«Mi sono ritrovato improvvisamente in un mondo tutto rosa». Stefano Saldarelli, 55enne originario di Prato, lo racconta con il tono pacato di chi, con il tempo, ha trasformato una ferita in un simbolo di consapevolezza. Lui, al tempo grafico freelance di 47 anni, non immaginava che la parola cancro al seno potesse riguardarlo. E invece da quella diagnosi del 2017 è iniziato un percorso che lo ha portato a rimettere in discussione il corpo, la vita e perfino il modo di raccontarsi. «Calcolate che non sapevo nemmeno di avere un seno», racconta ironico a Leggo.




Foto di Francesco Bolognini 


 

Delle vacanze particolari

Tutto comincia con un gesto quotidiano, durante una cena di agosto, la sera prima di partire per le vacanze. «È stata mia moglie a salvarmi.
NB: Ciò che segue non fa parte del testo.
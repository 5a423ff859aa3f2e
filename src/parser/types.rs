use serde::{Deserialize, Deserializer, Serialize};
use std::fmt;

/// A loaded, validated test suite
#[derive(Debug, Clone, Serialize, Deserialize)]
pub struct TestSuite {
    pub tests: Vec<TestCase>,
}

impl TestSuite {
    pub fn len(&self) -> usize {
        self.tests.len()
    }

    pub fn is_empty(&self) -> bool {
        self.tests.is_empty()
    }
}

/// A single test case
#[derive(Debug, Clone, Serialize, Deserialize)]
pub struct TestCase {
    pub name: String,

    #[serde(default)]
    pub description: String,

    /// Informational only, navigation is driven by steps
    #[serde(default, skip_serializing_if = "Option::is_none")]
    pub url: Option<String>,

    pub steps: Vec<Step>,

    /// Descriptive, never machine-checked
    #[serde(default, skip_serializing_if = "Option::is_none")]
    pub expected_result: Option<String>,
}

/// One declarative step
#[derive(Debug, Clone, Serialize, Deserialize)]
pub struct Step {
    pub action: Action,

    #[serde(default)]
    pub selector: SelectorSet,

    #[serde(default, deserialize_with = "lenient_string")]
    pub value: String,
}

impl Step {
    pub fn new(action: Action, selector: SelectorSet, value: impl Into<String>) -> Self {
        Self {
            action,
            selector,
            value: value.into(),
        }
    }

    pub fn navigate(url: &str) -> Self {
        Self::new(Action::Navigate, SelectorSet::default(), url)
    }

    /// Human readable one-line description for console output
    pub fn display_name(&self) -> String {
        let mut desc = self.action.to_string();
        match self.selector.len() {
            0 => {}
            1 => desc.push_str(&format!(" on '{}'", self.selector.as_slice()[0])),
            n => desc.push_str(&format!(" with {} selectors", n)),
        }
        if !self.value.is_empty() {
            desc.push_str(&format!(" with value '{}'", self.value));
        }
        desc
    }
}

/// Closed set of step actions. Unrecognized names are kept in `Other` and
/// executed as no-ops.
#[derive(Debug, Clone, PartialEq, Eq, Serialize, Deserialize)]
#[serde(from = "String", into = "String")]
pub enum Action {
    Navigate,
    Click,
    Type,
    Wait,
    Assert,
    AssertVisible,
    Expect,
    Other(String),
}

impl Action {
    pub fn as_str(&self) -> &str {
        match self {
            Action::Navigate => "navigate",
            Action::Click => "click",
            Action::Type => "type",
            Action::Wait => "wait",
            Action::Assert => "assert",
            Action::AssertVisible => "assert_visible",
            Action::Expect => "expect",
            Action::Other(name) => name,
        }
    }
}

impl From<String> for Action {
    fn from(name: String) -> Self {
        match name.as_str() {
            "navigate" => Action::Navigate,
            "click" => Action::Click,
            "type" => Action::Type,
            "wait" => Action::Wait,
            "assert" => Action::Assert,
            "assert_visible" => Action::AssertVisible,
            "expect" => Action::Expect,
            _ => Action::Other(name),
        }
    }
}

impl From<&str> for Action {
    fn from(name: &str) -> Self {
        Action::from(name.to_string())
    }
}

impl From<Action> for String {
    fn from(action: Action) -> Self {
        action.as_str().to_string()
    }
}

impl fmt::Display for Action {
    fn fmt(&self, f: &mut fmt::Formatter<'_>) -> fmt::Result {
        f.write_str(self.as_str())
    }
}

/// Ordered selector candidates for one logical element, first match wins.
///
/// Accepts a bare string, an array, `null` or nothing at all.
#[derive(Debug, Clone, Default, PartialEq, Eq, Serialize, Deserialize)]
#[serde(from = "RawSelector", into = "Vec<String>")]
pub struct SelectorSet(Vec<String>);

#[derive(Deserialize)]
#[serde(untagged)]
enum RawSelector {
    None,
    One(String),
    Many(Vec<String>),
}

impl From<RawSelector> for SelectorSet {
    fn from(raw: RawSelector) -> Self {
        match raw {
            RawSelector::None => SelectorSet::default(),
            RawSelector::One(s) => SelectorSet(vec![s]),
            RawSelector::Many(list) => SelectorSet(list),
        }
    }
}

impl From<SelectorSet> for Vec<String> {
    fn from(set: SelectorSet) -> Self {
        set.0
    }
}

impl From<&str> for SelectorSet {
    fn from(s: &str) -> Self {
        SelectorSet(vec![s.to_string()])
    }
}

impl From<Vec<&str>> for SelectorSet {
    fn from(list: Vec<&str>) -> Self {
        SelectorSet(list.into_iter().map(String::from).collect())
    }
}

impl SelectorSet {
    /// Raw candidates, including empty strings
    pub fn as_slice(&self) -> &[String] {
        &self.0
    }

    pub fn len(&self) -> usize {
        self.0.len()
    }

    /// True when no usable (non-empty) candidate exists
    pub fn is_empty(&self) -> bool {
        self.candidates().next().is_none()
    }

    /// Usable candidates in priority order, empty strings skipped
    pub fn candidates(&self) -> impl Iterator<Item = &str> {
        self.0.iter().map(String::as_str).filter(|s| !s.is_empty())
    }

    /// True when the set is exactly the `url` pseudo-selector used by `expect`.
    /// A bare `"url"` and a one-element `["url"]` deserialize the same way.
    pub fn is_url_pseudo(&self) -> bool {
        matches!(self.0.as_slice(), [only] if only == "url")
    }
}

fn lenient_string<'de, D>(deserializer: D) -> Result<String, D::Error>
where
    D: Deserializer<'de>,
{
    #[derive(Deserialize)]
    #[serde(untagged)]
    enum Lenient {
        Text(String),
        Int(i64),
        Float(f64),
        Flag(bool),
        Null(()),
    }

    Ok(match Lenient::deserialize(deserializer)? {
        Lenient::Text(s) => s,
        Lenient::Int(n) => n.to_string(),
        Lenient::Float(n) => n.to_string(),
        Lenient::Flag(b) => b.to_string(),
        Lenient::Null(()) => String::new(),
    })
}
Mi ha accarezzato il petto e ha sentito qualcosa di strano – spiega Stefano – io pensavo fosse solo un cicciolino di carne, lei invece ha insistito per fare un’ecografia prima di metterci in viaggio». Dall’ecografia, però, il referto non risulta molto chiaro e così, al ritorno dalle vacanze, Saldarelli si rivolge al suo medico di base. Da lì, l’iter che molte donne conoscono bene: esami, controlli e l’invio immediato in senologia.



La diagnosi

Il verdetto arriva netto: carcinoma mammario. Un colpo duro, quasi un affronto alla sua mascolinità: «Non riuscivo nemmeno a concepire la parola. Perché a me che sono uomo?». Poi la rabbia si riversa sul sistema sanitario, in quanto nella sua famiglia ci sono stati dei casi. «Mia nonna paterna è morta di cancro al seno, mentre mia mamma ha avuto due recidive. Ma nessun medico, né a me né a mia sorella, ha detto di controllarci. È stato uno schiaffo, una presa di coscienza improvvisa». Da quel momento Saldarelli ha deciso di reagire. «Dopo trent’anni di comunicazione ho sentito il bisogno di raccontare, di sensibilizzare. Ho aperto un blog, poi un libro dal titolo “Il cancro al seno non è solo roba da femmine”, e da lì i media hanno iniziato a interessarsi».



Il momento più duro: la chemioterapia

Il percorso clinico non è stato semplice: l’operazione con la rimozione del capezzolo, la cicatrice che all’inizio cercava di nascondere, poi la chemioterapia con poco più di dieci cicli: «Ero freelance, programmavo le sedute di venerdì pomeriggio per avere il weekend per riprendermi. Ma nel giro di otto mesi ho dovuto chiudere lo studio che avevo aperto una settimana prima della diagnosi». Dopo la chemio, la terapia mirata con un farmaco biologico e infine quella ormonale, che ha interrotto dopo cinque mesi. «Mi devastava psicologicamente. In quei giorni ho capito meglio cosa significhi vivere i sintomi e le emozioni della menopausa o del ciclo».


 


La forza, dice, è arrivata dalle sue «due super donne»: sua moglie e sua sorella. E anche da quel mondo rosa in cui si è ritrovato catapultato. «Ho imparato la resilienza osservando le donne che affrontavano il mio stesso percorso», continua Saldarelli.



«Serve più sensibilizzazione»

Oggi Stefano sta bene e continua a prestarsi ai controlli annuali. Si definisce «rinato», dopo aver cambiato lavoro per occuparsi di oro da investimento, diventando manager di un’azienda italiana. Nel tempo libero continua a fare sensibilizzazione, senza nascondere più la cicatrice: «Molti uomini non parlano di questa malattia, la vivono come un tabù. Gli stessi medici sottovalutano la possibilità di contrarlo. Ma esiste, e non riguarda solo chi è sovrappeso o anziano. Io avevo 47 anni, facevo sport e non fumavo».


 


I dati ufficiali parlano di circa 800 casi l’anno in Italia. Un’incidenza bassa rispetto alle donne, che invece annualmente toccano le vette dei 55mila casi, ma sufficiente per chiedere maggiore attenzione. «Siamo anni luce indietro – conclude Stefano Saldarelli – bisogna censire meglio, includere anche gli uomini nelle campagne di prevenzione. Non per togliere spazio alle donne, ma per ricordare che può capitare anche a noi».